Optical Coherence Tomography (OCT) has revolutionized clinical ophthalmology and continues to offer new potential for diagnosis and management of eye disease. In 1994, Izatt et al described the use of OCT for the anterior segment at near-histology level resolution.4 OCT has now become one of the most important diagnostic tests across the ophthalmic subspecialties. Given the potential advantages of imaging during surgery, the translation of OCT to the operating room is a natural progression of the technology. Intraoperative OCT (iOCT), though still in its infancy, has been explored for both anterior and posterior segment surgical applications and lamellar keratoplasty.5–10 The premise behind iOCT is that it provides a unique feedback mechanism for the surgeon providing real-time feedback and may help facilitate the achievement of surgical objectives.

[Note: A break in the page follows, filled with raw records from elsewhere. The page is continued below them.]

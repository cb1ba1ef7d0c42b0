//! Planning session: the unit of pipeline state

use rust_decimal::Decimal;
use serde::{Deserialize, Serialize};
use sessionstore::{Record, generate_id, now_ms};
use std::fmt;
use tracing::debug;

use super::catalog::OptionsCatalog;
use super::category::Category;
use super::package::Ranking;
use super::requirements::Requirements;
use crate::cart::Cart;

/// Pipeline stage, totally ordered
#[derive(Debug, Clone, Copy, PartialEq, Eq, PartialOrd, Ord, Hash, Serialize, Deserialize, Default)]
#[serde(rename_all = "snake_case")]
pub enum Stage {
    /// Session exists, nothing analyzed yet
    #[default]
    Created,
    RequirementsAnalyzed,
    OptionsDiscovered,
    PackagesRanked,
    CartBuilt,
    CheckedOut,
}

impl Stage {
    pub const ALL: [Stage; 6] = [
        Stage::Created,
        Stage::RequirementsAnalyzed,
        Stage::OptionsDiscovered,
        Stage::PackagesRanked,
        Stage::CartBuilt,
        Stage::CheckedOut,
    ];

    /// The stage a session must be at for this stage to run
    pub fn prerequisite(&self) -> Option<Stage> {
        let idx = Self::ALL.iter().position(|s| s == self)?;
        idx.checked_sub(1).map(|i| Self::ALL[i])
    }

    pub fn as_str(&self) -> &'static str {
        match self {
            Self::Created => "created",
            Self::RequirementsAnalyzed => "requirements_analyzed",
            Self::OptionsDiscovered => "options_discovered",
            Self::PackagesRanked => "packages_ranked",
            Self::CartBuilt => "cart_built",
            Self::CheckedOut => "checked_out",
        }
    }
}

impl fmt::Display for Stage {
    fn fmt(&self, f: &mut fmt::Formatter<'_>) -> fmt::Result {
        f.pad(self.as_str())
    }
}

/// Booking confirmation for one vendor
#[derive(Debug, Clone, PartialEq, Serialize, Deserialize)]
pub struct VendorConfirmation {
    pub line_id: String,
    pub category: Category,
    pub vendor: String,
    pub confirmation_code: String,
    pub amount: Decimal,
}

/// Result handed back by the checkout collaborator
#[derive(Debug, Clone, PartialEq, Serialize, Deserialize)]
pub struct Confirmation {
    pub booking_id: String,
    pub vendor_confirmations: Vec<VendorConfirmation>,
    pub total_charged: Decimal,
    #[serde(default)]
    pub payment_reference: Option<String>,
    /// Unix milliseconds
    pub confirmed_at: i64,
}

/// Per-session pipeline state
///
/// Each optional field is set exactly when `stage` has reached the step that
/// produces it.
#[derive(Debug, Clone, PartialEq, Serialize, Deserialize)]
pub struct Session {
    pub id: String,
    pub stage: Stage,
    #[serde(default)]
    pub requirements: Option<Requirements>,
    #[serde(default)]
    pub catalog: Option<OptionsCatalog>,
    #[serde(default)]
    pub ranking: Option<Ranking>,
    #[serde(default)]
    pub cart: Option<Cart>,
    #[serde(default)]
    pub confirmation: Option<Confirmation>,
    /// Bumped on every committed write
    pub revision: u64,
    /// Creation timestamp (Unix milliseconds)
    pub created_at: i64,
    /// Last update timestamp (Unix milliseconds)
    pub updated_at: i64,
}

impl Session {
    /// Create a new session with a generated id
    pub fn new() -> Self {
        Self::with_id(generate_id("sess"))
    }

    /// Create with a specific id (for testing or recovery)
    pub fn with_id(id: impl Into<String>) -> Self {
        let id = id.into();
        debug!(%id, "Session::with_id: called");
        let now = now_ms();
        Self {
            id,
            stage: Stage::Created,
            requirements: None,
            catalog: None,
            ranking: None,
            cart: None,
            confirmation: None,
            revision: 0,
            created_at: now,
            updated_at: now,
        }
    }

    /// Mark a committed write
    pub fn touch(&mut self) {
        self.revision += 1;
        self.updated_at = now_ms();
    }

    /// Whether the populated fields agree with the stage
    pub fn is_consistent(&self) -> bool {
        let reached = |stage: Stage| self.stage >= stage;
        self.requirements.is_some() == reached(Stage::RequirementsAnalyzed)
            && self.catalog.is_some() == reached(Stage::OptionsDiscovered)
            && self.ranking.is_some() == reached(Stage::PackagesRanked)
            && self.cart.is_some() == reached(Stage::CartBuilt)
            && self.confirmation.is_some() == reached(Stage::CheckedOut)
    }
}

impl Default for Session {
    fn default() -> Self {
        Self::new()
    }
}

impl Record for Session {
    fn id(&self) -> &str {
        &self.id
    }

    fn updated_at(&self) -> i64 {
        self.updated_at
    }

    fn collection_name() -> &'static str {
        "sessions"
    }
}

#[cfg(test)]
mod tests {
    use super::*;

    #[test]
    fn test_stage_order_is_total() {
        for pair in Stage::ALL.windows(2) {
            assert!(pair[0] < pair[1]);
            assert_eq!(pair[1].prerequisite(), Some(pair[0]));
        }
        assert_eq!(Stage::Created.prerequisite(), None);
    }

    #[test]
    fn test_new_session_is_consistent() {
        let session = Session::new();
        assert!(session.id.starts_with("sess-"));
        assert_eq!(session.stage, Stage::Created);
        assert!(session.is_consistent());
    }

    #[test]
    fn test_stage_without_data_is_inconsistent() {
        let mut session = Session::with_id("s1");
        session.stage = Stage::RequirementsAnalyzed;
        assert!(!session.is_consistent());
    }

    #[test]
    fn test_touch_bumps_revision() {
        let mut session = Session::with_id("s1");
        session.touch();
        session.touch();
        assert_eq!(session.revision, 2);
    }

    #[test]
    fn test_stage_serializes_snake_case() {
        assert_eq!(
            serde_json::to_string(&Stage::PackagesRanked).unwrap(),
            "\"packages_ranked\""
        );
    }
}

For DALK, iOCT may provide critical information to the surgeon on relative depth information, tissue planes, and optimal instrument localization. This feedback may lead to changes in operative technique and even surgical outcomes. The purpose of this study is to prospectively examine the role of iOCT in DALK in the PIONEER study.
Materials and Methods
PIONEER (ClinicalTrials.gov: NCT02423161) is an IRB-approved prospective iOCT multi-surgeon, single center study examining the feasibility and utility of iOCT in ophthalmic surgery.9 All tenets of the Declaration of Helsinki were followed. Consent for surgery and for participation in the PIONEER study was obtained for all patients. This study represents the DALK subgroup of the PIONEER study. Two surgeons were involved in the DALK portion of the study. A standardized surgeon feedback form and intraoperative time log was utilized to evaluate the impact of iOCT on surgeon decision-making and case time. A custom microscope-mounted system was utilized to obtain iOCT images during DALK utilizing the Bioptigen EnVisu (Bioptigen, Research Triangle Park, NC) portable system with anterior scan head, as previously described.9 A 12 mm x 12 mm volume scan was obtained at each time point. This system has 3.3 μm axial resolution (2.4 μm in tissue) and 3.4mm scan depth (2.5mm in tissue). The handheld probe was mounted to the microscope to facilitate rapid and reproducible imaging with foot pedal control of X-Y-Z directions. The probe angle can be oriented according to surgeon preference. Scans sweep across the cornea such that the entire cornea can be imaged with one capture. These sequential parallel images can be scrolled through to isolate a particular section of interest that correlates clinically to reference line on an en face image.. iOCT images were obtained at surgical milestones throughout the surgery. Specifically, post-host trephination images refer to those captured after the initial partial thickness trephination was completed using a Hessburg-Barron trephine. Pre-big bubble, cannula tunnel images were captured following dissection with the Fogla 27-gauge dissector prior to final placement of the air injection cannula. Following air injection, iOCT images were again captured. Imaging was again performed following dissection of the stromal tissue. Finally imaging was performed following suturing of the donor tissue. Surgical technique adhered to the “Big-bubble technique,” with minor modifications.3 Namely, a Fogla 27-gauge pointed dissector (Bausch & Lomb, Rochester, NY) was used to create a cannula tunnel and a Fogla 27-gauge air injection cannula (Bausch & Lomb) was used for air injection.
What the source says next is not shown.